If at the end of last year, the residents of the country, first of all, were frightened by the drop in living standards, the low level of medicine and possible complications from vaccination, then at the beginning of 2021, fear of the actions of the police and courts in connection with mass protests came to the fore.
“According to the conclusions of the report, this topic was discussed in social networks 7.7 times more actively than in the media. The second place was taken by the fear of the "invasion of wolves" (discussed 5.9 times more actively), and the third - the threat of "revolution and upheaval" due to the situation around Alexey Navalny (3.7 times), "the newspaper notes.
More than others, residents of Moscow, St. Petersburg and the Novgorod region are concerned about the aggravation of the political situation and the situation with the state of human rights. And the problem of the "invasion of wolves" is most relevant for the Arkhangelsk, Omsk, Nizhny Novgorod, Smolensk, Pskov, Moscow, Kirov regions, the Republic of Komi, Karelia, Buryatia and other regions.
Many residents of the country note that they would not like the development of a revolutionary situation in Russia, but at the same time they are outraged by the excessively harsh reaction of security officials and courts to peaceful protests of unarmed residents. Experts emphasized that Russians have developed an all-consuming fear not of criminals, but of representatives of the state machine of coercive suppression, who overly harshly suppress the speeches of dissidents.

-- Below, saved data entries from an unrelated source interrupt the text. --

//! Query Builder WHERE conditions

use super::builder::QueryBuilder;
use super::types::{Comparison, Condition};
use serde_json::Value;

impl QueryBuilder {
    fn compare(mut self, column: &str, comparison: Comparison, value: Value) -> Self {
        self.conditions.push(Condition::Compare {
            column: column.to_string(),
            comparison,
            value,
        });
        self
    }

    /// `column = value`; a null value renders as `IS NULL`
    pub fn where_eq<T: Into<Value>>(self, column: &str, value: T) -> Self {
        self.compare(column, Comparison::Eq, value.into())
    }

    pub fn where_ne<T: Into<Value>>(self, column: &str, value: T) -> Self {
        self.compare(column, Comparison::Ne, value.into())
    }

    pub fn where_gt<T: Into<Value>>(self, column: &str, value: T) -> Self {
        self.compare(column, Comparison::Gt, value.into())
    }

    pub fn where_lt<T: Into<Value>>(self, column: &str, value: T) -> Self {
        self.compare(column, Comparison::Lt, value.into())
    }

    pub fn where_like(self, column: &str, pattern: &str) -> Self {
        self.compare(column, Comparison::Like, Value::String(pattern.to_string()))
    }

    /// `column IN (...)`; an empty list matches nothing
    pub fn where_in<T: Into<Value>>(mut self, column: &str, values: Vec<T>) -> Self {
        self.conditions.push(Condition::In {
            column: column.to_string(),
            values: values.into_iter().map(Into::into).collect(),
        });
        self
    }

    pub fn where_null(mut self, column: &str) -> Self {
        self.conditions.push(Condition::Null {
            column: column.to_string(),
            negated: false,
        });
        self
    }

    pub fn where_not_null(mut self, column: &str) -> Self {
        self.conditions.push(Condition::Null {
            column: column.to_string(),
            negated: true,
        });
        self
    }

    /// Raw condition, inserted as written
    pub fn where_raw(mut self, condition: &str) -> Self {
        self.conditions.push(Condition::Raw(condition.to_string()));
        self
    }
}
//! Shared blog schema and canned rows for the integration tests

#![allow(dead_code)]

use elif_relations::relationships::{BelongsToOptions, HasManyOptions, HasOneOptions, ManyToManyOptions};
use elif_relations::testing::RecordingConnection;
use elif_relations::{Database, ModelRegistry, ModelSchema, PreloadConfig, RelationsConfig};
use serde_json::json;
use tracing_subscriber::EnvFilter;

/// User, Post, Comment, Profile and Skill with their relations
pub fn blog_registry() -> ModelRegistry {
    let registry = ModelRegistry::new();
    registry.register(
        ModelSchema::builder("User")
            .columns(["id", "name"])
            .has_many("posts", HasManyOptions::new("Post"))
            .has_one("profile", HasOneOptions::new("Profile"))
            .many_to_many("skills", ManyToManyOptions::new("Skill"))
            .build()
            .unwrap(),
    );
    registry.register(
        ModelSchema::builder("Post")
            .columns(["id", "userId", "title"])
            .has_many("comments", HasManyOptions::new("Comment"))
            .belongs_to("author", BelongsToOptions::new("User"))
            .build()
            .unwrap(),
    );
    registry.register(
        ModelSchema::builder("Comment")
            .columns(["id", "postId", "body"])
            .build()
            .unwrap(),
    );
    registry.register(
        ModelSchema::builder("Profile")
            .columns(["id", "userId", "bio"])
            .build()
            .unwrap(),
    );
    registry.register(ModelSchema::builder("Skill").columns(["id", "name"]).build().unwrap());
    registry
}

/// Two users: user 1 has posts 1 and 2, user 2 has post 3
pub fn seeded_connection(name: &str) -> RecordingConnection {
    RecordingConnection::new(name)
        .with_rows(
            "users",
            vec![json!({"id": 1, "name": "Virk"}), json!({"id": 2, "name": "Romain"})],
        )
        .with_rows(
            "posts",
            vec![
                json!({"id": 1, "user_id": 1, "title": "Relations"}),
                json!({"id": 3, "user_id": 2, "title": "Preloads"}),
                json!({"id": 2, "user_id": 1, "title": "Queries"}),
            ],
        )
        .with_rows(
            "comments",
            vec![
                json!({"id": 10, "post_id": 1, "body": "first"}),
                json!({"id": 11, "post_id": 3, "body": "second"}),
                json!({"id": 12, "post_id": 1, "body": "third"}),
            ],
        )
        .with_rows("profiles", vec![json!({"id": 5, "user_id": 2, "bio": "Writes docs"})])
        .with_rows(
            "skills",
            vec![json!({"id": 7, "name": "Rust", "pivot_user_id": 1, "pivot_skill_id": 7})],
        )
}

/// Route crate logs to the test writer, filtered by `RUST_LOG`
pub fn init_tracing() {
    let _ = tracing_subscriber::fmt()
        .with_env_filter(EnvFilter::from_default_env())
        .with_test_writer()
        .try_init();
}

pub fn database(connection: &RecordingConnection) -> Database {
    init_tracing();
    Database::new().with_connection("primary", connection.clone())
}

pub fn concurrent_database(connection: &RecordingConnection) -> Database {
    init_tracing();
    let config = RelationsConfig {
        preload: PreloadConfig {
            concurrent_siblings: true,
            ..PreloadConfig::default()
        },
        ..RelationsConfig::default()
    };
    Database::with_config(config).with_connection("primary", connection.clone())
}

The general level of anxiety in the country is growing markedly. Even those people who disagree with the protesters have become afraid of the police, because they "try on what is happening on themselves and feel anxiety for their own safety".
As the director of VTsIOM Valery Fyodorov noted, anxiety increased especially among young people who do not watch TV, but draws all information from the Internet, “where the picture is more negative than on television. Therefore, her assessments of what is happening are more critical".